Predicting IPO Listing Day Returns and Profitability Using Linear Regression, Random Forest, and XGBoost Models
Main Article Content
Abstract
IPO listing day outcomes remain highly unpredictable, exposing investors to substantial risk even amid strong subscription demand and prevailing market optimism. This study develops a rigorous, data-driven machine learning framework to forecast IPO listing day performance and classify profitability outcomes, thereby reducing the investment community’s reliance on sentiment-based decision-making.

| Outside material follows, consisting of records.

//! Observability seam for circuit breaker state transitions.
//!
//! Breaker transitions are the only events this subsystem reports to
//! metrics infrastructure. The sink is a trait so deployments can plug in
//! their collector; the default emits structured tracing events.

use std::sync::Mutex;

/// Sink for named counters and gauges.
pub trait MetricsSink: Send + Sync + std::fmt::Debug {
    /// Increments a counter by one.
    fn counter(&self, name: &'static str, labels: &[(&'static str, &str)]);

    /// Sets a gauge to the given value.
    fn gauge(&self, name: &'static str, value: f64, labels: &[(&'static str, &str)]);
}

/// Default sink that emits tracing events.
#[derive(Debug, Clone, Copy, Default)]
pub struct TracingSink;

impl MetricsSink for TracingSink {
    fn counter(&self, name: &'static str, labels: &[(&'static str, &str)]) {
        tracing::debug!(metric = name, ?labels, "counter");
    }

    fn gauge(&self, name: &'static str, value: f64, labels: &[(&'static str, &str)]) {
        tracing::debug!(metric = name, value, ?labels, "gauge");
    }
}

/// Recording sink for asserting emitted metrics in tests.
#[derive(Debug, Default)]
pub struct RecordingSink {
    entries: Mutex<Vec<MetricEntry>>,
}

/// One recorded metric emission.
#[derive(Debug, Clone, PartialEq)]
pub struct MetricEntry {
    /// Metric name.
    pub name: &'static str,
    /// Gauge value; `None` for counters.
    pub value: Option<f64>,
    /// Label pairs as owned strings.
    pub labels: Vec<(String, String)>,
}

impl RecordingSink {
    /// Creates an empty recording sink.
    pub fn new() -> Self {
        Self::default()
    }

    /// Returns all recorded entries.
    pub fn entries(&self) -> Vec<MetricEntry> {
        self.entries.lock().map(|e| e.clone()).unwrap_or_default()
    }

    /// Returns recorded gauge values for a metric name, in emission order.
    pub fn gauge_values(&self, name: &str) -> Vec<f64> {
        self.entries()
            .into_iter()
            .filter(|e| e.name == name)
            .filter_map(|e| e.value)
            .collect()
    }

    fn push(&self, entry: MetricEntry) {
        if let Ok(mut entries) = self.entries.lock() {
            entries.push(entry);
        }
    }
}

impl MetricsSink for RecordingSink {
    fn counter(&self, name: &'static str, labels: &[(&'static str, &str)]) {
        self.push(MetricEntry { name, value: None, labels: owned_labels(labels) });
    }

    fn gauge(&self, name: &'static str, value: f64, labels: &[(&'static str, &str)]) {
        self.push(MetricEntry { name, value: Some(value), labels: owned_labels(labels) });
    }
}

fn owned_labels(labels: &[(&'static str, &str)]) -> Vec<(String, String)> {
    labels.iter().map(|(k, v)| ((*k).to_string(), (*v).to_string())).collect()
}
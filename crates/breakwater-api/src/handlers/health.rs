//! Health probes and circuit breaker statistics.

use axum::{
    extract::State,
    http::StatusCode,
    response::{IntoResponse, Response},
    Json,
};
use chrono::{DateTime, Utc};
use serde::Serialize;
use tracing::{debug, error, instrument};

use crate::server::AppState;

/// Health check response structure.
#[derive(Debug, Serialize)]
pub struct HealthResponse {
    /// Overall service health status.
    pub status: HealthStatus,
    /// When the check was performed.
    pub timestamp: DateTime<Utc>,
    /// Individual component checks.
    pub checks: HealthChecks,
    /// Service version.
    pub version: String,
}

/// Overall health status.
#[derive(Debug, Serialize)]
#[serde(rename_all = "lowercase")]
pub enum HealthStatus {
    /// All systems operational.
    Healthy,
    /// Critical systems failing.
    Unhealthy,
}

/// Individual component health results.
#[derive(Debug, Serialize)]
pub struct HealthChecks {
    /// Durable store connectivity.
    pub database: ComponentHealth,
}

/// Health of one component.
#[derive(Debug, Serialize)]
pub struct ComponentHealth {
    /// Up or down.
    pub status: ComponentStatus,
    /// Error detail when down.
    #[serde(skip_serializing_if = "Option::is_none")]
    pub message: Option<String>,
}

/// Component-level status.
#[derive(Debug, Serialize)]
#[serde(rename_all = "lowercase")]
pub enum ComponentStatus {
    /// Component is healthy.
    Up,
    /// Component is failing.
    Down,
}

/// Primary health check endpoint.
///
/// Verifies durable-store connectivity with a lightweight query; designed
/// to be polled frequently by orchestration systems.
#[instrument(name = "health_check", skip(state))]
pub async fn health_check(State(state): State<AppState>) -> Response {
    let database = match state.store.health().await {
        Ok(()) => ComponentHealth { status: ComponentStatus::Up, message: None },
        Err(e) => {
            error!(error = %e, "database health check failed");
            ComponentHealth {
                status: ComponentStatus::Down,
                message: Some(format!("database connection failed: {e}")),
            }
        },
    };

    let (status, status_code) = match database.status {
        ComponentStatus::Up => (HealthStatus::Healthy, StatusCode::OK),
        ComponentStatus::Down => (HealthStatus::Unhealthy, StatusCode::SERVICE_UNAVAILABLE),
    };

    let response = HealthResponse {
        status,
        timestamp: DateTime::<Utc>::from(state.clock.now_system()),
        checks: HealthChecks { database },
        version: env!("CARGO_PKG_VERSION").to_string(),
    };

    (status_code, Json(response)).into_response()
}

/// Readiness probe.
///
/// Identical to the health check: the service is ready once it can reach
/// its durable store.
#[instrument(name = "readiness_check", skip(state))]
pub async fn readiness_check(State(state): State<AppState>) -> Response {
    health_check(State(state)).await
}

/// Liveness probe.
///
/// Minimal check that the process is serving requests; deliberately does
/// not touch external dependencies.
#[instrument(name = "liveness_check", skip(state))]
pub async fn liveness_check(State(state): State<AppState>) -> Response {
    debug!("performing liveness check");

    let response = serde_json::json!({
        "status": "alive",
        "timestamp": DateTime::<Utc>::from(state.clock.now_system()),
        "service": "breakwater",
    });

    (StatusCode::OK, Json(response)).into_response()
}

/// Read-only snapshots of every circuit breaker created so far.
#[instrument(name = "circuit_stats", skip(state))]
pub async fn circuit_stats(State(state): State<AppState>) -> Response {
    let snapshots = state.registry.snapshots().await;
    (StatusCode::OK, Json(snapshots)).into_response()
}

Methods: The study analysed over 800 IPO records spanning 2010–2025 through a multi-phase machine learning pipeline. Following rigorous data preprocessing and feature engineering, key predictors were constructed from institutional and retail subscription metrics (QIB, HNI, RII), issue characteristics, and market momentum indicators. Linear Regression was applied to predict continuous listing day returns, while ensemble methods (Random Forest and XG Boost) were employed for binary profit/loss classification. Model performance was evaluated using R², RMSE, accuracy, ROC-AUC, and cross-validation; feature importance was assessed through regression coefficients and tree-based importance rankings.
Results: Linear Regression explained a meaningful share of listing day return variability (R² ≈ 0.38), while Random Forest and XG Boost delivered strong classification performance—each surpassing 80% accuracy with robust ROC-AUC scores. Market momentum, institutional subscription levels, and issue size consistently emerged as the most influential predictors across both prediction tasks.